The connection clicked off with seeming finality. Holding the phone, Singleton watched a man in a leather jacket with Black Flag tags stumble out the tavern door and across the parking lot, singing to himself in an Irish brogue, his voice loud in the morning quiet. Singleton reestablished a dial tone, put some coins into the slot, and read numbers from his palm. The ringing signal, he heard at his end, presumably took the form, on the other end, of a clapper striking a bell in the belly of a black phone. He was about to hang up when Wendy’s father answered. The voice of a thousand smoked cigars.
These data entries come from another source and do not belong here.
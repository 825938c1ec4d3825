use super::atom::Atom;
use super::ids::AtomId;
use nalgebra::Point3;
use std::fmt;
use std::str::FromStr;
use thiserror::Error;

/// How a bond entered the molecule's bond graph.
#[derive(Debug, Clone, Copy, PartialEq, Eq, Hash, Default)]
pub enum BondOrigin {
    /// Inferred from inter-atomic distance and element radii.
    #[default]
    Distance,
    /// Added from a residue type's intra-residue bond dictionary.
    Dictionary,
    /// Added between sequence-adjacent residues (peptide or phosphodiester).
    Linkage,
}

#[derive(Debug, Error)]
#[error("Invalid bond origin string")]
pub struct ParseBondOriginError;

impl FromStr for BondOrigin {
    type Err = ParseBondOriginError;
    fn from_str(s: &str) -> Result<Self, Self::Err> {
        match s.to_lowercase().as_str() {
            "distance" => Ok(Self::Distance),
            "dictionary" => Ok(Self::Dictionary),
            "linkage" => Ok(Self::Linkage),
            _ => Err(ParseBondOriginError),
        }
    }
}

impl fmt::Display for BondOrigin {
    fn fmt(&self, f: &mut fmt::Formatter<'_>) -> fmt::Result {
        write!(
            f,
            "{}",
            match self {
                Self::Distance => "Distance",
                Self::Dictionary => "Dictionary",
                Self::Linkage => "Linkage",
            }
        )
    }
}

/// An unordered covalent bond between two atoms.
///
/// Endpoints are stored in ascending id order so that `Bond::new(a, b)` and
/// `Bond::new(b, a)` compare and hash identically.
#[derive(Debug, Clone, Copy, PartialEq, Eq, Hash)]
pub struct Bond {
    atom1_id: AtomId,
    atom2_id: AtomId,
    pub origin: BondOrigin,
}

impl Bond {
    pub fn new(a: AtomId, b: AtomId, origin: BondOrigin) -> Self {
        let (atom1_id, atom2_id) = if a <= b { (a, b) } else { (b, a) };
        Self {
            atom1_id,
            atom2_id,
            origin,
        }
    }

    pub fn atom1_id(&self) -> AtomId {
        self.atom1_id
    }

    pub fn atom2_id(&self) -> AtomId {
        self.atom2_id
    }

    pub fn contains(&self, atom_id: AtomId) -> bool {
        self.atom1_id == atom_id || self.atom2_id == atom_id
    }

    pub fn partner(&self, atom_id: AtomId) -> Option<AtomId> {
        if self.atom1_id == atom_id {
            Some(self.atom2_id)
        } else if self.atom2_id == atom_id {
            Some(self.atom1_id)
        } else {
            None
        }
    }

    /// Point along the bond that divides it in the ratio of the two covalent radii.
    ///
    /// `atom1` and `atom2` must be the atoms referenced by this bond, in either order;
    /// the result is measured from whichever is passed first.
    pub fn covalent_midpoint(atom1: &Atom, atom2: &Atom) -> Point3<f64> {
        let r1 = atom1.covalent_radius();
        let r2 = atom2.covalent_radius();
        let fraction = r1 / (r1 + r2);
        atom1.position + (atom2.position - atom1.position) * fraction
    }
}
A throat that needed to be cleared every few minutes.

“Headquarters,” it said.

“It’s me, Singleton. How goes it down there? You surviving?”

“We’re alive,” Wendy’s father said. Another man came out of the tavern drunk. He flopped down on the sidewalk and sat with his legs crossed and his head bowed into his open hands. “We’re in the fray but it’s looking good. We held off the first wave. Nothing like a man in a wheelchair with a gun to confuse matters, and it didn’t hurt that I covered him with the big gun. Mostly kids and a few disgruntled locals but no vets, thank God. The vets aren’t in this one, because they came—most of them—for treatment.”

“So the violence is dying down?”

“Not at all. All of our scouting reports—and by that I mean what I hear on the radio—indicate that a counterattack is gathering.”

“Well, be safe. Please pass word to Steve Williams that we’re thinking about him.”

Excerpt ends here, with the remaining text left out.